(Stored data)
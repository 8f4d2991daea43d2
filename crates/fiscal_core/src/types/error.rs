//! Error types for structured error handling.
//!
//! This module provides:
//! - `CurveError`: invalid decline-curve parameters or series
//! - `DeckError`: price-deck gaps and coverage failures
//! - `RegimeError`: invalid fiscal-regime parameters
//! - `ValuationError`: degenerate valuation inputs
//! - `InterpolationError`: interpolation-table construction failures
//! - `SolverError`: root-finder failures
//! - `EngineError`: top-level aggregate
//!
//! Policy (fail fast): input-validation errors abort the affected evaluation
//! immediately; the engine never substitutes a default assumption. Numeric
//! non-convergence of the IRR solver is *not* an error at the valuation
//! boundary; it is reported as a nullable result with a condition code,
//! because "no IRR exists" is an expected business outcome. `SolverError`
//! only escapes this crate; the valuation layer converts it.
//!
//! Every variant carries enough context (period index, product, regime
//! branch) to reproduce the failure from the audit trail.

use thiserror::Error;

use super::units::Product;

/// Invalid decline-curve parameters or production series.
#[derive(Error, Debug, Clone, PartialEq)]
pub enum CurveError {
    /// Initial rate must be strictly positive.
    #[error("Invalid curve parameters: initial rate qi = {qi} must be > 0")]
    NonPositiveInitialRate {
        /// Offending initial rate
        qi: f64,
    },

    /// Decline rate must be strictly positive.
    #[error("Invalid curve parameters: decline rate Di = {di} must be > 0")]
    NonPositiveDecline {
        /// Offending decline rate
        di: f64,
    },

    /// Hyperbolic b-factor must lie in [0, 1].
    #[error("Invalid curve parameters: b-factor {b} outside [0, 1]")]
    BFactorOutOfRange {
        /// Offending b-factor
        b: f64,
    },

    /// Explicit series violated an invariant.
    #[error("Invalid production series at period {period}: {reason}")]
    InvalidSeries {
        /// Period index where the violation was detected
        period: usize,
        /// What was violated (ordering, negative volume, ...)
        reason: String,
    },

    /// Profile would be empty (economic limit above the initial rate, or an
    /// empty input series).
    #[error("Production profile is empty: {reason}")]
    EmptyProfile {
        /// Why no periods survived
        reason: String,
    },
}

/// Price-deck lookup and coverage failures.
#[derive(Error, Debug, Clone, PartialEq)]
pub enum DeckError {
    /// No deck entry for a (period, product) the profile requires.
    ///
    /// The engine never extrapolates the last known price implicitly.
    #[error("Price deck gap: no {product} price for period {period}")]
    Gap {
        /// Uncovered period index
        period: usize,
        /// Uncovered product stream
        product: Product,
    },

    /// A deck entry carried a non-finite or negative price.
    #[error("Invalid deck entry for {product} at period {period}: price = {price}")]
    InvalidPrice {
        /// Period index of the bad entry
        period: usize,
        /// Product stream of the bad entry
        product: Product,
        /// Offending price
        price: f64,
    },
}

/// Invalid fiscal-regime parameters, rejected at construction.
#[derive(Error, Debug, Clone, PartialEq)]
pub enum RegimeError {
    /// A ceiling must lie in (0, 1].
    #[error("Invalid regime parameters: {name} = {value} outside (0, 1]")]
    CeilingOutOfRange {
        /// Parameter name (e.g. "cost_ceiling_pct")
        name: &'static str,
        /// Offending value
        value: f64,
    },

    /// A rate or share must lie in [0, 1].
    #[error("Invalid regime parameters: {name} = {value} outside [0, 1]")]
    RateOutOfRange {
        /// Parameter name (e.g. "tax_rate")
        name: &'static str,
        /// Offending value
        value: f64,
    },

    /// Threshold tables must be strictly increasing.
    #[error("Invalid regime parameters: {table} thresholds not strictly increasing at index {index} ({prev} >= {next})")]
    NonMonotonicThresholds {
        /// Table name (e.g. "r_factor split")
        table: &'static str,
        /// Index of the first out-of-order entry
        index: usize,
        /// Threshold before the violation
        prev: f64,
        /// Violating threshold
        next: f64,
    },

    /// A split/royalty/tier table must have at least one row.
    #[error("Invalid regime parameters: {table} table is empty")]
    EmptyTable {
        /// Table name
        table: &'static str,
    },

    /// A parameter must be strictly positive.
    #[error("Invalid regime parameters: {name} = {value} must be > 0")]
    NonPositive {
        /// Parameter name (e.g. "depreciation_years")
        name: &'static str,
        /// Offending value
        value: f64,
    },
}

/// Degenerate valuation inputs.
#[derive(Error, Debug, Clone, PartialEq)]
pub enum ValuationError {
    /// A multiple was requested against a non-positive denominator.
    #[error("Division by zero computing {metric}: denominator = {denominator}")]
    DivisionByZero {
        /// Metric being computed (e.g. "ev_per_ebitda")
        metric: &'static str,
        /// Offending denominator
        denominator: f64,
    },

    /// The cash-flow series was empty.
    #[error("Cannot value an empty cash-flow series")]
    EmptyCashFlow,

    /// A PV-10 scope referenced a period outside the modeled horizon.
    #[error("PV-10 scope references period {period} outside horizon of {horizon} periods")]
    ScopeOutOfRange {
        /// Out-of-range period index
        period: usize,
        /// Number of modeled periods
        horizon: usize,
    },
}

/// Interpolation-table construction failures.
#[derive(Error, Debug, Clone, PartialEq)]
pub enum InterpolationError {
    /// x and y slices had different lengths.
    #[error("xs and ys must have same length: got {xs} and {ys}")]
    MismatchedLengths {
        /// Length of the x slice
        xs: usize,
        /// Length of the y slice
        ys: usize,
    },

    /// Fewer data points than the interpolator requires.
    #[error("Insufficient data: got {got} points, need at least {need}")]
    InsufficientData {
        /// Points supplied
        got: usize,
        /// Minimum required
        need: usize,
    },

    /// x-coordinates were not strictly increasing.
    #[error("x-coordinates not strictly increasing at index {index}")]
    NonIncreasing {
        /// Index of the first out-of-order x
        index: usize,
    },
}

/// Root-finder failures.
///
/// # Examples
/// ```
/// use fiscal_core::types::SolverError;
///
/// let err = SolverError::MaxIterationsExceeded { iterations: 100 };
/// assert!(format!("{}", err).contains("100 iterations"));
/// ```
#[derive(Error, Debug, Clone, PartialEq)]
pub enum SolverError {
    /// Solver failed to converge within maximum iterations.
    #[error("Failed to converge after {iterations} iterations")]
    MaxIterationsExceeded {
        /// Number of iterations attempted
        iterations: usize,
    },

    /// `f(a)` and `f(b)` have the same sign; no root is bracketed.
    #[error("No bracket: f({a}) and f({b}) have the same sign")]
    NoBracket {
        /// Left bracket endpoint
        a: f64,
        /// Right bracket endpoint
        b: f64,
    },

    /// Iteration produced a non-finite value.
    #[error("Numerical instability: {0}")]
    NumericalInstability(String),
}

/// Top-level engine error, aggregating all failure modes.
///
/// # Examples
/// ```
/// use fiscal_core::types::{DeckError, EngineError, Product};
///
/// let err: EngineError = DeckError::Gap { period: 7, product: Product::Gas }.into();
/// assert!(format!("{}", err).contains("period 7"));
/// ```
#[derive(Error, Debug, Clone, PartialEq)]
pub enum EngineError {
    /// Invalid decline-curve parameters.
    #[error(transparent)]
    InvalidCurveParameters(#[from] CurveError),

    /// Price-deck gap or bad entry.
    #[error(transparent)]
    PriceDeck(#[from] DeckError),

    /// Invalid regime parameters.
    #[error(transparent)]
    InvalidRegimeParameters(#[from] RegimeError),

    /// Degenerate valuation input (division by zero and friends).
    #[error(transparent)]
    Valuation(#[from] ValuationError),

    /// Root-finder failure that escaped the nullable-IRR boundary.
    #[error(transparent)]
    Solver(#[from] SolverError),

    /// Interpolation-table construction failure.
    #[error(transparent)]
    Interpolation(#[from] InterpolationError),

    /// Unknown product code in external input.
    #[error("Unknown product code: {0}")]
    UnknownProduct(String),
}

/// Convenience result alias for engine operations.
pub type Result<T> = std::result::Result<T, EngineError>;
//! Profit-split mechanisms and threshold tables.

use serde::{Deserialize, Serialize};

use fiscal_core::math::interpolate::LinearInterpolator;
use fiscal_core::types::RegimeError;

/// A selected contractor share and the table bracket that produced it.
///
/// The bracket index is part of the result because PSC audit records must
/// cite which band was used: stair-step vs interpolation and which bracket
/// was selected must be reproducible from the trail.
#[derive(Clone, Copy, Debug, PartialEq)]
pub struct SplitShare {
    /// Contractor share as a fraction in [0, 1]
    pub contractor_pct: f64,
    /// Index of the table row / segment that produced the share
    pub bracket: usize,
}

/// Stair-step lookup into an ordered `(threshold, value)` table.
///
/// Row `i` applies for `x >= threshold[i]` until the next threshold; below
/// the first threshold, the first row applies. Returns the value and the
/// selected row index.
pub fn stairstep_lookup(table: &[(f64, f64)], x: f64) -> (f64, usize) {
    let mut selected = 0;
    for (i, (threshold, _)) in table.iter().enumerate() {
        if x >= *threshold {
            selected = i;
        } else {
            break;
        }
    }
    (table[selected].1, selected)
}

/// Validates an ordered `(threshold, value)` table: non-empty, strictly
/// increasing thresholds, values in [0, 1].
pub(crate) fn validate_table(
    table: &[(f64, f64)],
    name: &'static str,
) -> Result<(), RegimeError> {
    if table.is_empty() {
        return Err(RegimeError::EmptyTable { table: name });
    }
    for (i, window) in table.windows(2).enumerate() {
        if window[1].0 <= window[0].0 {
            return Err(RegimeError::NonMonotonicThresholds {
                table: name,
                index: i + 1,
                prev: window[0].0,
                next: window[1].0,
            });
        }
    }
    for (_, value) in table {
        if !(0.0..=1.0).contains(value) {
            return Err(RegimeError::RateOutOfRange {
                name,
                value: *value,
            });
        }
    }
    Ok(())
}

/// An ordered `(threshold, contractor_pct)` table with its lookup mode.
///
/// The stair-step vs interpolation choice is part of the mechanism's own
/// data, not a flag threaded through the stepping logic: the two variants
/// carry the same table shape and differ only in how a query between
/// thresholds resolves.
///
/// # Example
///
/// ```
/// use fiscal_models::regimes::SplitTable;
///
/// let table = vec![(0.0, 0.60), (1.0, 0.50), (1.5, 0.40)];
///
/// let stair = SplitTable::Stairstep(table.clone());
/// stair.validate().unwrap();
/// // Holds 60% until R reaches 1.0 exactly
/// assert_eq!(stair.contractor_share(0.999_999).contractor_pct, 0.60);
/// assert_eq!(stair.contractor_share(1.0).contractor_pct, 0.50);
///
/// let interp = SplitTable::Interpolated(table);
/// // Halfway between the R=1.0 and R=1.5 rows
/// assert!((interp.contractor_share(1.25).contractor_pct - 0.45).abs() < 1e-12);
/// ```
#[derive(Clone, Debug, PartialEq, Serialize, Deserialize)]
#[serde(tag = "mode", content = "table", rename_all = "snake_case")]
pub enum SplitTable {
    /// Share jumps at each threshold crossing; constant between rows.
    Stairstep(Vec<(f64, f64)>),
    /// Share interpolates linearly between bracketing rows, clamped to the
    /// table's min/max share outside the threshold range.
    Interpolated(Vec<(f64, f64)>),
}

impl SplitTable {
    /// Validates thresholds (strictly increasing) and shares (in [0, 1]).
    pub fn validate(&self) -> Result<(), RegimeError> {
        match self {
            SplitTable::Stairstep(t) => validate_table(t, "stairstep split"),
            SplitTable::Interpolated(t) => validate_table(t, "interpolated split"),
        }
    }

    /// Resolves the contractor share for factor value `x` (e.g. R-Factor).
    ///
    /// # Panics
    ///
    /// Panics on an empty table; [`Self::validate`] is required at regime
    /// construction, so an empty table cannot reach a run.
    pub fn contractor_share(&self, x: f64) -> SplitShare {
        match self {
            SplitTable::Stairstep(table) => {
                let (contractor_pct, bracket) = stairstep_lookup(table, x);
                SplitShare {
                    contractor_pct,
                    bracket,
                }
            }
            SplitTable::Interpolated(table) => {
                let xs: Vec<f64> = table.iter().map(|(t, _)| *t).collect();
                let ys: Vec<f64> = table.iter().map(|(_, v)| *v).collect();
                // Table validated at construction; lengths match and xs are
                // strictly increasing.
                let interp = LinearInterpolator::new(&xs, &ys)
                    .expect("validated split table must interpolate");
                SplitShare {
                    contractor_pct: interp.eval(x),
                    bracket: interp.bracket_index(x),
                }
            }
        }
    }

    /// Human-readable label of a bracket, for audit formulas.
    pub fn bracket_label(&self, bracket: usize) -> String {
        let (mode, table) = match self {
            SplitTable::Stairstep(t) => ("stairstep", t),
            SplitTable::Interpolated(t) => ("interpolated", t),
        };
        let lo = table[bracket].0;
        match table.get(bracket + 1) {
            Some((hi, _)) => format!("{mode} bracket {bracket} [{lo}, {hi})"),
            None => format!("{mode} bracket {bracket} [{lo}, inf)"),
        }
    }
}

/// How profit oil is split between contractor and government.
#[derive(Clone, Debug, PartialEq, Serialize, Deserialize)]
#[serde(tag = "mechanism", rename_all = "snake_case")]
pub enum ProfitSplitMechanism {
    /// Constant contractor percentage.
    Fixed {
        /// Contractor share of profit oil, fraction in [0, 1]
        contractor_pct: f64,
    },
    /// Share depends on current-period gross volume banded into tiers
    /// (stair-step on boe volume).
    ProductionTranche {
        /// Ordered `(volume_threshold_boe, contractor_pct)` tiers
        tiers: Vec<(f64, f64)>,
    },
    /// Share driven by cumulative receipts over cumulative expenditures.
    RFactor {
        /// The threshold table and its lookup mode
        table: SplitTable,
    },
    /// Share steps down as the contractor's achieved return crosses IRR
    /// thresholds; tiers never step backward once crossed.
    RateOfReturn {
        /// Ordered `(irr_threshold, contractor_pct)` tiers; the first tier's
        /// threshold is the pre-return band (conventionally a large negative
        /// sentinel is not needed; tier 0 applies until its successor's
        /// threshold is crossed)
        tiers: Vec<(f64, f64)>,
        /// Annual uplift applied to the negative cumulative balance
        uplift_pct: f64,
    },
}

impl ProfitSplitMechanism {
    /// Validates tables, tiers, and shares.
    pub fn validate(&self) -> Result<(), RegimeError> {
        match self {
            ProfitSplitMechanism::Fixed { contractor_pct } => {
                if !(0.0..=1.0).contains(contractor_pct) {
                    return Err(RegimeError::RateOutOfRange {
                        name: "contractor_pct",
                        value: *contractor_pct,
                    });
                }
                Ok(())
            }
            ProfitSplitMechanism::ProductionTranche { tiers } => {
                validate_table(tiers, "production tranche")
            }
            ProfitSplitMechanism::RFactor { table } => table.validate(),
            ProfitSplitMechanism::RateOfReturn { tiers, uplift_pct } => {
                // IRR thresholds may be negative, so only ordering is
                // checked on the x side; shares still live in [0, 1].
                if tiers.is_empty() {
                    return Err(RegimeError::EmptyTable {
                        table: "rate_of_return tiers",
                    });
                }
                for (i, window) in tiers.windows(2).enumerate() {
                    if window[1].0 <= window[0].0 {
                        return Err(RegimeError::NonMonotonicThresholds {
                            table: "rate_of_return tiers",
                            index: i + 1,
                            prev: window[0].0,
                            next: window[1].0,
                        });
                    }
                }
                for (_, pct) in tiers {
                    if !(0.0..=1.0).contains(pct) {
                        return Err(RegimeError::RateOutOfRange {
                            name: "rate_of_return contractor_pct",
                            value: *pct,
                        });
                    }
                }
                if *uplift_pct < 0.0 {
                    return Err(RegimeError::RateOutOfRange {
                        name: "rate_of_return uplift_pct",
                        value: *uplift_pct,
                    });
                }
                Ok(())
            }
        }
    }
}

*Problem description:* Across all the records above, count the lines that contain "validated" and reply with only the number.

*Exercise answer:* 2